● WHAT IS EXPECTED: Search the entries below for the string "table" and copy the lines that hold it.

[MATERIAL FOR THE TASK]

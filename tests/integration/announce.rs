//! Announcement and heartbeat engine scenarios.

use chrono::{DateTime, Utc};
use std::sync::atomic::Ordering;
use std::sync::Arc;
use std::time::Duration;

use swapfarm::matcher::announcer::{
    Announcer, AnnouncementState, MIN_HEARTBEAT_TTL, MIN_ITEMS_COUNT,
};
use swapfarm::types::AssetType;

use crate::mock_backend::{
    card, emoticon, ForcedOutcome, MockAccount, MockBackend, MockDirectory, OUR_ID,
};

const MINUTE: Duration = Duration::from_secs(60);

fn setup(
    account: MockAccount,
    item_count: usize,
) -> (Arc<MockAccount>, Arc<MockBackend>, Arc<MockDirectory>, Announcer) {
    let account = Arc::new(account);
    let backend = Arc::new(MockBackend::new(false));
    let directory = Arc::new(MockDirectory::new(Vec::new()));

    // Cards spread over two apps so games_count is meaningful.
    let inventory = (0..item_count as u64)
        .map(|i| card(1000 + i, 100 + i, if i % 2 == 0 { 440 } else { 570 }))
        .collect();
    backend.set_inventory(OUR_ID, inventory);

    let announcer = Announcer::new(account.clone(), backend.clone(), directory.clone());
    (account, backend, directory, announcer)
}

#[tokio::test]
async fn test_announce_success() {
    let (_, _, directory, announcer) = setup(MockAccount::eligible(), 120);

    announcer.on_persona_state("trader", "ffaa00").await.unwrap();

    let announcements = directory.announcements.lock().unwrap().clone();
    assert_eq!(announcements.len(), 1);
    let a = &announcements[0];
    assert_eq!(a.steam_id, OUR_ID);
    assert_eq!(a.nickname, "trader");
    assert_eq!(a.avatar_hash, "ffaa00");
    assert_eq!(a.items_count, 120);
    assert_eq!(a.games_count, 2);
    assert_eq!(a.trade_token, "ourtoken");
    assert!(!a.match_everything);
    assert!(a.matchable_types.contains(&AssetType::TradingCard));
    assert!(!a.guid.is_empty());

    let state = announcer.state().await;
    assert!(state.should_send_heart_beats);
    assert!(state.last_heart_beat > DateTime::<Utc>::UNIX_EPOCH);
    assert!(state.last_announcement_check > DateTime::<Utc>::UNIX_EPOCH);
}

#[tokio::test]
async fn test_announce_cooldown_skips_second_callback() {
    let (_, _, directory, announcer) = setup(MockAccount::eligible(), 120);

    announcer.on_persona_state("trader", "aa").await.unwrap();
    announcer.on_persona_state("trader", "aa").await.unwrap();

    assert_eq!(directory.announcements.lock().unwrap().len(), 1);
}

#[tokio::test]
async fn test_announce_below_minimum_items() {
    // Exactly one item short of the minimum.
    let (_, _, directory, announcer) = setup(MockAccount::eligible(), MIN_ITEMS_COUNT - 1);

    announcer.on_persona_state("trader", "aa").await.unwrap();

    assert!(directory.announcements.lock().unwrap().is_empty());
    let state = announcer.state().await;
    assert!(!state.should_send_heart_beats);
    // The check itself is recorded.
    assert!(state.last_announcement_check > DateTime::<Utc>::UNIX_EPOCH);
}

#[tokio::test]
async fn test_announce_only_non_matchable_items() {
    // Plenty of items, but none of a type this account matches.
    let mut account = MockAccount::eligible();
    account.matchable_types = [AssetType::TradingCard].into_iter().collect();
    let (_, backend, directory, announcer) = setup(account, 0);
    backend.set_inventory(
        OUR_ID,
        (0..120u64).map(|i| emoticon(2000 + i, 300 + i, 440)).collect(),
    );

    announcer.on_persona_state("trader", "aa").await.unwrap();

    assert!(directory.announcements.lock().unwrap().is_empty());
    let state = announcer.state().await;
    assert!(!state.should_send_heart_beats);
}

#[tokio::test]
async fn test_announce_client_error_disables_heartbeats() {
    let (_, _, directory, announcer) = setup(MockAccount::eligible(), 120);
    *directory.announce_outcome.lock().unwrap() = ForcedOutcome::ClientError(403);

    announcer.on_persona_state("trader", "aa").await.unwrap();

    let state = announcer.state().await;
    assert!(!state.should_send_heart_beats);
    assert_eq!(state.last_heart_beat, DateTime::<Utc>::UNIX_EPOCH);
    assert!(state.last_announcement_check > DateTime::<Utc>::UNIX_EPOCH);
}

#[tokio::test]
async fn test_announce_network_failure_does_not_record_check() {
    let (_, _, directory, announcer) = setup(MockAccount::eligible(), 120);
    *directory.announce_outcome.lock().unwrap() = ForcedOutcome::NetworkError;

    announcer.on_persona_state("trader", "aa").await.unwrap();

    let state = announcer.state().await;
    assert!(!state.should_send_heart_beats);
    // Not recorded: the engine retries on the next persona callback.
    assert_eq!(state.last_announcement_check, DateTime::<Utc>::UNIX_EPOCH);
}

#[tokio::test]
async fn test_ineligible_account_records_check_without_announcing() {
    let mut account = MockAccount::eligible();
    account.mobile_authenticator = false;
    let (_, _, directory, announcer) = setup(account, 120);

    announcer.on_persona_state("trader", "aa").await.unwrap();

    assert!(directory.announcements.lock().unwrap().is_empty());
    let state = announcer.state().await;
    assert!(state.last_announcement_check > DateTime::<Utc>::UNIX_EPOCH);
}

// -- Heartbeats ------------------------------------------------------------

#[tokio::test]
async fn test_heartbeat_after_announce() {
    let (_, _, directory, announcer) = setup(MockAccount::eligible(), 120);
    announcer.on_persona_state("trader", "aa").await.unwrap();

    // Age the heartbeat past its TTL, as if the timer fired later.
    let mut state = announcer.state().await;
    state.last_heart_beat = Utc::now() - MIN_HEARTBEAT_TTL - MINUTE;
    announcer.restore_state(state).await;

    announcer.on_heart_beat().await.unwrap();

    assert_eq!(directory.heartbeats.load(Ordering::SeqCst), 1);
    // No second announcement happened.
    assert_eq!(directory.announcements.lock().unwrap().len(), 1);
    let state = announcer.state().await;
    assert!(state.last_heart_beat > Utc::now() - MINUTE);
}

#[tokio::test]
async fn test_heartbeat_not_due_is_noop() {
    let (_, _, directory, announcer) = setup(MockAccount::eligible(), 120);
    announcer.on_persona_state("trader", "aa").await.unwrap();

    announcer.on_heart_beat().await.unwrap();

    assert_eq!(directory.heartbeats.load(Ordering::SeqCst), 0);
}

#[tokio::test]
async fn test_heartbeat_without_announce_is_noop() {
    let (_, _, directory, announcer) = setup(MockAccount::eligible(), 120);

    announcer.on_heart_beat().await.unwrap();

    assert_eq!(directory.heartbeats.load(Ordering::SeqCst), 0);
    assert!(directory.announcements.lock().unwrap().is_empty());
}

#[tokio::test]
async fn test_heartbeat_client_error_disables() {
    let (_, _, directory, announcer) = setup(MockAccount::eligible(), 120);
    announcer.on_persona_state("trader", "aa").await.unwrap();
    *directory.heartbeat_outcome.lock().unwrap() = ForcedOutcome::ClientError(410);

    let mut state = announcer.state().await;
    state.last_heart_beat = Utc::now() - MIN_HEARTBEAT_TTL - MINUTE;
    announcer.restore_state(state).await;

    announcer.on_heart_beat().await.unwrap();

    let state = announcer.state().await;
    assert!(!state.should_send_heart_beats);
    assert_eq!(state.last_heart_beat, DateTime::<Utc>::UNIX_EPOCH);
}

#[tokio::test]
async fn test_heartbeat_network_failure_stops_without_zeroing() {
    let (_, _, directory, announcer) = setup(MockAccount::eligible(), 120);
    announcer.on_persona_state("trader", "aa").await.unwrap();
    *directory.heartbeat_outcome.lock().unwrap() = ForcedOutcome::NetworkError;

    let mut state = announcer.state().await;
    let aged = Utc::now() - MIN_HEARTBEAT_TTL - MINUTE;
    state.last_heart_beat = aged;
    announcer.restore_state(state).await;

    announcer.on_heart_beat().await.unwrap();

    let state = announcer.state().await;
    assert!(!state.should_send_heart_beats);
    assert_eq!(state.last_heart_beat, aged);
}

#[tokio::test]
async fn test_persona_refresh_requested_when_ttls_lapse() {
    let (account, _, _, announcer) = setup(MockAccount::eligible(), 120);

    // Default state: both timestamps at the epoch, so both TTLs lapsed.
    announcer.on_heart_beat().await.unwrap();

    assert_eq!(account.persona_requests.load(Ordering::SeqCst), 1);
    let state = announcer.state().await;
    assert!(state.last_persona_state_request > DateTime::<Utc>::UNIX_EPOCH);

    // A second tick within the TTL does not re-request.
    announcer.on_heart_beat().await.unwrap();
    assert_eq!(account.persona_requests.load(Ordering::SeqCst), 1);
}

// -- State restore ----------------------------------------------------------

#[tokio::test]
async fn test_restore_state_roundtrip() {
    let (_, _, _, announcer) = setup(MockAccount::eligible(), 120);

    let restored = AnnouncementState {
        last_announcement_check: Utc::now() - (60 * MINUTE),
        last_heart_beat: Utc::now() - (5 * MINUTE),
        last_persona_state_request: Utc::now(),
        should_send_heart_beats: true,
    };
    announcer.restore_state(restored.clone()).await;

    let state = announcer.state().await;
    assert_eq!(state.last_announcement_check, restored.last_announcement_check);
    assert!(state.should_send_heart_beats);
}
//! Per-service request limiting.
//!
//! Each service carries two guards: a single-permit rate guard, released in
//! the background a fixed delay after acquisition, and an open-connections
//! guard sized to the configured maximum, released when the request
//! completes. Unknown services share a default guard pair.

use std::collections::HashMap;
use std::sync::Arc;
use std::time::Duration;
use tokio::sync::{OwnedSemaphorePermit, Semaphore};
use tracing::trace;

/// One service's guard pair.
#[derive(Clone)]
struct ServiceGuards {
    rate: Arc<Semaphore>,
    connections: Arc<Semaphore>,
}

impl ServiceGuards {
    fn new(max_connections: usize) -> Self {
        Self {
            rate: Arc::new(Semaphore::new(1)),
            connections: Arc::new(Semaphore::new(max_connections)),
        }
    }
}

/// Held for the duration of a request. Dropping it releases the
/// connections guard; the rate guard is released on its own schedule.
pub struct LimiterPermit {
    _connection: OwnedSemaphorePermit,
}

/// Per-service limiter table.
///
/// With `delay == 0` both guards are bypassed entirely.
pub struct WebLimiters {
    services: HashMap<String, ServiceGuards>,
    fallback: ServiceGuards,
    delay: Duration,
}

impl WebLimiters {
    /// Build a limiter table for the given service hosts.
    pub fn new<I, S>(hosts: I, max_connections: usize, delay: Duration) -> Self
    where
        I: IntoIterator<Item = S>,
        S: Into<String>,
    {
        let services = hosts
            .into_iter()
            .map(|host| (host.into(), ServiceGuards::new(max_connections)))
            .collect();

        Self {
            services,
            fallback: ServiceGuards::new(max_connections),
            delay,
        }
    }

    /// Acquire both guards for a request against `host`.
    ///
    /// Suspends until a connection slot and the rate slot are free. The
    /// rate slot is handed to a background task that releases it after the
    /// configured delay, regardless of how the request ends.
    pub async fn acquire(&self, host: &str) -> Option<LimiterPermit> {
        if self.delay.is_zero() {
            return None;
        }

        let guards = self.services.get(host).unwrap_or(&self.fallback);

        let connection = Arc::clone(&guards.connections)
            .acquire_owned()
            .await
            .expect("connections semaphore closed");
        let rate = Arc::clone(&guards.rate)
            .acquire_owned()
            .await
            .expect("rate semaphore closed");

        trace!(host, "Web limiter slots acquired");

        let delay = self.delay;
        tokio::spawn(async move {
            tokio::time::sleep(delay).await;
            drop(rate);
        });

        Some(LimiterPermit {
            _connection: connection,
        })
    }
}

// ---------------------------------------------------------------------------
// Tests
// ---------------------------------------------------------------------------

[/MATERIAL FOR THE TASK]

● WRITTEN ANSWER:
/// Per-service limiter table.
    /// Build a limiter table for the given service hosts.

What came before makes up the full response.